▶ [PROBLEM STATEMENT]: Nothing other than the lines from the one containing "the configured dimension" through the last line of the data below should be output, each reproduced exactly.

--- DATA RECORDS Enclosed Below ---

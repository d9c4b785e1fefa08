//! facedb - inspect and maintain the face identity database.

use clap::{Parser, Subcommand};
use tracing_subscriber::EnvFilter;

mod commands;

use commands::{DeleteCommand, GroupsCommand, ListCommand, ShowCommand, StatsCommand, VerifyCommand};

/// facedb - inspect and maintain the face identity database.
///
/// The database path comes from the config file, then from the
/// FACE_RECOGNITION_DB environment variable, then from --db.
#[derive(Parser)]
#[command(name = "facedb")]
#[command(about = "Face identity database tool")]
#[command(version)]
pub struct Cli {
    /// Config file (YAML)
    #[arg(long, global = true)]
    pub config: Option<String>,

    /// Database file, overrides config and environment
    #[arg(long, global = true)]
    pub db: Option<String>,

    /// Output as JSON instead of YAML
    #[arg(long, global = true)]
    pub json: bool,

    /// Verbose output
    #[arg(short = 'v', long, global = true)]
    pub verbose: bool,

    #[command(subcommand)]
    pub command: Commands,
}

#[derive(Subcommand)]
pub enum Commands {
    /// List identities
    List(ListCommand),
    /// Show one identity with its encodings and recent detections
    Show(ShowCommand),
    /// Detection statistics for an identity
    Stats(StatsCommand),
    /// List groups
    Groups(GroupsCommand),
    /// Check stored encodings against the configured dimension
    Verify(VerifyCommand),
    /// Soft-delete an identity
    Delete(DeleteCommand),
}

fn main() -> anyhow::Result<()> {
    let cli = Cli::parse();

    let filter = if cli.verbose {
        EnvFilter::new("debug")
    } else {
        EnvFilter::try_from_default_env().unwrap_or_else(|_| EnvFilter::new("warn"))
    };
    tracing_subscriber::fmt()
        .with_env_filter(filter)
        .with_target(false)
        .with_writer(std::io::stderr)
        .init();

    match &cli.command {
        Commands::List(cmd) => cmd.run(&cli),
        Commands::Show(cmd) => cmd.run(&cli),
        Commands::Stats(cmd) => cmd.run(&cli),
        Commands::Groups(cmd) => cmd.run(&cli),
        Commands::Verify(cmd) => cmd.run(&cli),
        Commands::Delete(cmd) => cmd.run(&cli),
    }
}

--- End of Enclosed DATA RECORDS ---

▶ [RESULT]:
    /// Check stored encodings against the configured dimension
    Verify(VerifyCommand),
    /// Soft-delete an identity
    Delete(DeleteCommand),
}

fn main() -> anyhow::Result<()> {
    let cli = Cli::parse();

    let filter = if cli.verbose {
        EnvFilter::new("debug")
    } else {
        EnvFilter::try_from_default_env().unwrap_or_else(|_| EnvFilter::new("warn"))
    };
    tracing_subscriber::fmt()
        .with_env_filter(filter)
        .with_target(false)
        .with_writer(std::io::stderr)
        .init();

    match &cli.command {
        Commands::List(cmd) => cmd.run(&cli),
        Commands::Show(cmd) => cmd.run(&cli),
        Commands::Stats(cmd) => cmd.run(&cli),
        Commands::Groups(cmd) => cmd.run(&cli),
        Commands::Verify(cmd) => cmd.run(&cli),
        Commands::Delete(cmd) => cmd.run(&cli),
    }
}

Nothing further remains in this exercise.